Zara to start charging Spanish shoppers for returning items bought online. Customers in Spain will now have to pay €1.95 to return an order, unless they take it to a brick-and-mortar shop or third-party drop-off points where returns remain free. The fee applies for all Inditex brands, which include Pull & Bear and Massimo Dutti, according to a company spokesperson.
THE BUSINESS OF BEAUTY
Kering creates new beauty division. Former Estée Lauder executive Raffaella Cornaggia has been named CEO of the unit, which will develop beauty for the French group’s brands, including Bottega Veneta, Balenciaga and Alexander McQueen.
Sephora responds to claim its clean beauty programme is anything but. The LVMH-owned beauty retailer asked a federal judge to dismiss a lawsuit alleging its “Clean at Sephora” designation is false advertising.
Estée Lauder expects smaller fall in 2023 sales on resilient demand. Analysts expect China’s move in early December to relax Covid curbs and lift some travel restrictions to benefit luxury and beauty companies that had flagged a hit to sales in the country from its strict zero-Covid policy. The conglomerate is also seeing strong demand in skin care and fragrance.
E.l.f. Beauty raised its full year 2023 outlook. The beauty company expects sales between $541 million and $545 million, up from an earlier outlook of between $478 million and $486 million.
Highsnobiety launches beauty vertical. The publisher will bring its youth-centric POV to the beauty space with a dedicated section, launching Feb. 2.
LVMH, L’Oréal among suitors for stake in Aesop. Japanese beauty group Shiseido Co. is also studying a potential bid for an interest in Aesop, the people said, asking not to be identified discussing confidential information.
Eurazeo quietly sold stake in Pat McGrath Labs in 2021, BoF has learned. Eurazeo Brands, a division of the publicly traded Paris-based private equity, sold its stake in the beauty brand after investing $60 million in 2018 — a deal that valued the company at $1 billion.
Ariana Grande to buy beauty brand assets for $15 million. The agreement to purchase r.e.m.’s physical assets, including existing inventory, from Forma Brands is valued at roughly $15 million. The transaction needs approval from the judge overseeing the bankruptcy case, according to court documents filed on Jan. 27.
Paco Rabanne dies at 88. The Spanish designer best known for his Space-Age aesthetic, use of metallics and swift-selling fragrances had been out of the public eye since his retirement in 1999.
Creative director Ruba Abu-Nimah departs Tiffany & Co. The designer joined the brand as a jewellery outsider in March 2021, reporting to Alexandre Arnault, executive vice president of product and communications, following LVMH’s takeover in January.
Kim Kardashian’s Skims hires first chief commercial officer. The shapewear, intimates and loungewear label has recruited Robert Norton, formerly president of Moncler Americas, to the newly created role, the company confirmed in a LinkedIn post Monday.

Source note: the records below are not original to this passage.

//! In-memory collaborators shared by unit tests.

use std::sync::atomic::{AtomicUsize, Ordering};
use std::sync::Mutex;

use async_trait::async_trait;
use futures::StreamExt;
use tokio_util::sync::CancellationToken;

use crate::error::CoreResult;
use crate::model::{ChatRequest, ChatResponse, StopReason};
use crate::provider::ChatProvider;
use crate::relay::{ChunkSink, Disconnected};
use crate::stream::{IncrementStream, StreamChunk};

/// Increment stream yielding `items` in order.
pub fn scripted(items: Vec<CoreResult<&'static str>>) -> IncrementStream {
    futures::stream::iter(items.into_iter().map(|r| r.map(str::to_string))).boxed()
}

type ChatScript = Box<dyn Fn() -> CoreResult<String> + Send + Sync>;
type StreamScript = Box<dyn Fn() -> CoreResult<IncrementStream> + Send + Sync>;

/// Provider answering from closures and counting calls.
pub struct ScriptedProvider {
    calls: AtomicUsize,
    last: Mutex<Option<ChatRequest>>,
    chat: ChatScript,
    stream: StreamScript,
}

impl ScriptedProvider {
    pub const PROMPT_TOKENS: u32 = 11;
    pub const COMPLETION_TOKENS: u32 = 7;

    /// Replies `"optimized"` to `chat` and streams `"Hel", "lo"`.
    pub fn new() -> Self {
        Self {
            calls: AtomicUsize::new(0),
            last: Mutex::new(None),
            chat: Box::new(|| Ok("optimized".to_string())),
            stream: Box::new(|| Ok(scripted(vec![Ok("Hel"), Ok("lo")]))),
        }
    }

    pub fn with_chat(mut self, f: impl Fn() -> CoreResult<String> + Send + Sync + 'static) -> Self {
        self.chat = Box::new(f);
        self
    }

    pub fn with_stream(
        mut self,
        f: impl Fn() -> CoreResult<IncrementStream> + Send + Sync + 'static,
    ) -> Self {
        self.stream = Box::new(f);
        self
    }

    /// Upstream calls made, `chat` and `chat_stream` combined.
    pub fn calls(&self) -> usize {
        self.calls.load(Ordering::SeqCst)
    }

    pub fn last_request(&self) -> Option<ChatRequest> {
        self.last.lock().unwrap().clone()
    }

    fn record(&self, req: &ChatRequest) {
        self.calls.fetch_add(1, Ordering::SeqCst);
        *self.last.lock().unwrap() = Some(req.clone());
    }
}

#[async_trait]
impl ChatProvider for ScriptedProvider {
    fn name(&self) -> &str {
        "scripted"
    }

    async fn chat(&self, req: ChatRequest) -> CoreResult<ChatResponse> {
        self.record(&req);
        let text = (self.chat)()?;
        Ok(ChatResponse {
            model: req.model,
            text,
            usage_prompt: Self::PROMPT_TOKENS,
            usage_completion: Self::COMPLETION_TOKENS,
            provider: "scripted".into(),
            stop_reason: Some(StopReason::Stop),
            provider_request_id: None,
            latency_ms: 0,
        })
    }

    async fn chat_stream(&self, req: ChatRequest) -> CoreResult<IncrementStream> {
        self.record(&req);
        (self.stream)()
    }
}

/// Sink keeping every chunk; optionally "disconnects" after `n` writes.
pub struct RecordingSink {
    chunks: Vec<StreamChunk>,
    close_after: Option<usize>,
    closed: CancellationToken,
}

impl RecordingSink {
    pub fn new() -> Self {
        Self { chunks: Vec::new(), close_after: None, closed: CancellationToken::new() }
    }

    pub fn closing_after(n: usize) -> Self {
        Self { close_after: Some(n), ..Self::new() }
    }

    pub fn chunks(&self) -> Vec<StreamChunk> {
        self.chunks.clone()
    }
}

#[async_trait]
impl ChunkSink for RecordingSink {
    async fn send(&mut self, chunk: StreamChunk) -> Result<(), Disconnected> {
        if self.closed.is_cancelled() {
            return Err(Disconnected);
        }
        self.chunks.push(chunk);
        if self.close_after == Some(self.chunks.len()) {
            self.closed.cancel();
        }
        Ok(())
    }

    fn is_closed(&self) -> bool {
        self.closed.is_cancelled()
    }

    async fn closed(&self) {
        self.closed.cancelled().await
    }
}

Kohl’s names Kingsbury as permanent CEO. The executive has served as the retailer’s interim chief since December, after CEO Michelle Gass left Kohl’s for jeans maker Levi Strauss & Co.
Diesel CEO Eraldo Poletto departs. Poletto joined as CEO of North America in January 2022, then succeeded Massimo Piombini on July 1. A successor has yet to be named.

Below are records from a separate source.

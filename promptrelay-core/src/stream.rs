//! Streaming primitives shared by the relay server and the stream consumer.
//!
//! Contract:
//! - A relay session emits 0..n non-terminal chunks (`complete == false`).
//! - It **must** end with exactly one terminal chunk: completed (carrying
//!   `fullResponse`) or failed (carrying `error`, also `complete == true`).
//! - After a terminal chunk, no further chunks are emitted.
//! - A session aborted by a client disconnect emits no terminal chunk at all.

use serde::{Deserialize, Serialize};

use crate::error::{CoreResult, RelayError};

/// One SSE payload on the relay wire.
#[derive(Debug, Clone, PartialEq, Eq, Default, Serialize, Deserialize)]
#[serde(rename_all = "camelCase")]
pub struct StreamChunk {
    #[serde(default)]
    pub chunk: String,
    #[serde(default)]
    pub complete: bool,
    #[serde(default, skip_serializing_if = "Option::is_none")]
    pub full_response: Option<String>,
    #[serde(default, skip_serializing_if = "Option::is_none")]
    pub error: Option<String>,
    #[serde(default, skip_serializing_if = "Option::is_none")]
    pub status_code: Option<u16>,
}

impl StreamChunk {
    /// Non-terminal increment.
    pub fn delta(text: impl Into<String>) -> Self {
        Self { chunk: text.into(), ..Default::default() }
    }

    /// Terminal success chunk.
    pub fn completed(full_response: impl Into<String>) -> Self {
        Self {
            complete: true,
            full_response: Some(full_response.into()),
            ..Default::default()
        }
    }

    /// Terminal failure chunk.
    pub fn failed(message: impl Into<String>, status_code: Option<u16>) -> Self {
        Self {
            complete: true,
            error: Some(message.into()),
            status_code,
            ..Default::default()
        }
    }

    pub fn from_error(err: &RelayError) -> Self {
        Self::failed(err.to_string(), Some(err.status_code()))
    }

    /// True for both completed and failed chunks.
    pub fn is_terminal(&self) -> bool {
        self.complete || self.error.is_some()
    }
}

/// Lazy, finite, non-restartable sequence of upstream text increments.
pub type IncrementStream = futures::stream::BoxStream<'static, CoreResult<String>>;
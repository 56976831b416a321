pub mod deepseek;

Liam Osbourne appointed managing director of Dazed Studio. Osbourne will lead commercial strategy for Dazed Studio, and work with the AnOther Magazine, Dazed, Dazed Beauty and Nowness teams. He’ll be charged with growing the team across the US and Europe.
MEDIA AND TECHNOLOGY
Meta forecasts upbeat first-quarter revenue, shares rise. The parent of Instagram and Facebook forecast revenue between $26 billion and $28.5 billion, compared with analysts’ average estimates of $27.14 billion, according to IBES data from Refinitiv. The upbeat forecast signalled a rebound in demand for digital ads after months of weak sales.

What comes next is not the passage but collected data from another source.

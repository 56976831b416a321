use std::sync::Arc;

use async_trait::async_trait;
use once_cell::sync::OnceCell;

use crate::config::Config;
use crate::error::CoreResult;
use crate::http_client::HttpClient;
use crate::model::{ChatRequest, ChatResponse};
use crate::provider::ChatProvider;
use crate::providers::deepseek::DeepSeek;
use crate::stream::IncrementStream;

/// Environment accessor, injectable so tests never touch process state.
pub type EnvLookup = Arc<dyn Fn(&str) -> Option<String> + Send + Sync>;

/// Builds the concrete upstream provider on first use.
///
/// Wiring a `LazyProvider` never fails: a missing API key only shows up as
/// `RelayError::MissingCredentials` from the first `chat`/`chat_stream`
/// call. A failed build is not cached, so the key is re-read on the next
/// call.
pub struct LazyProvider {
    cfg: Config,
    lookup: EnvLookup,
    cell: OnceCell<Arc<dyn ChatProvider>>,
}

impl LazyProvider {
    pub fn from_config(cfg: Config) -> Self {
        Self::with_lookup(cfg, Arc::new(|k: &str| std::env::var(k).ok()))
    }

    pub fn with_lookup(cfg: Config, lookup: EnvLookup) -> Self {
        Self {
            cfg,
            lookup,
            cell: OnceCell::new(),
        }
    }

    pub fn is_initialized(&self) -> bool {
        self.cell.get().is_some()
    }

    fn provider(&self) -> CoreResult<&Arc<dyn ChatProvider>> {
        self.cell.get_or_try_init(|| {
            let key = self
                .cfg
                .upstream
                .resolve_api_key_with(|k| (self.lookup)(k))?;
            let http = HttpClient::new(&self.cfg.http)?.labeled(DeepSeek::NAME);
            tracing::debug!(base = %self.cfg.upstream.base_url, "upstream client initialized");
            let provider: Arc<dyn ChatProvider> =
                Arc::new(DeepSeek::new(http, key, self.cfg.upstream.base_url.clone()));
            Ok(provider)
        })
    }
}

#[async_trait]
impl ChatProvider for LazyProvider {
    fn name(&self) -> &str {
        DeepSeek::NAME
    }

    async fn chat(&self, req: ChatRequest) -> CoreResult<ChatResponse> {
        self.provider()?.chat(req).await
    }

    async fn chat_stream(&self, req: ChatRequest) -> CoreResult<IncrementStream> {
        self.provider()?.chat_stream(req).await
    }
}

Snap forecasts first quarterly revenue decline; shares fall. Revenue is projected to drop 2 percent to 10 percent in the first quarter from a year earlier, the company said in a statement.
Amazon beats estimates for quarterly sales. The world’s biggest online retailer said it was expecting net sales of between $121 billion and $126 billion for the first quarter. Analysts were expecting $125.11 billion, according to IBES data from Refinitiv.
JD.com to shut Indonesia, Thailand shopping sites in focus shift. Alibaba Group Holding Ltd.’s biggest rival is pivoting its international business to supply chain management and warehousing; Indonesia will stop accepting orders from mid-February and all services will be stopped by the end of March, while JD Central in Thailand will cease its operations from March 3, according to statements on the businesses’ websites.
Compiled by Joan Kennedy.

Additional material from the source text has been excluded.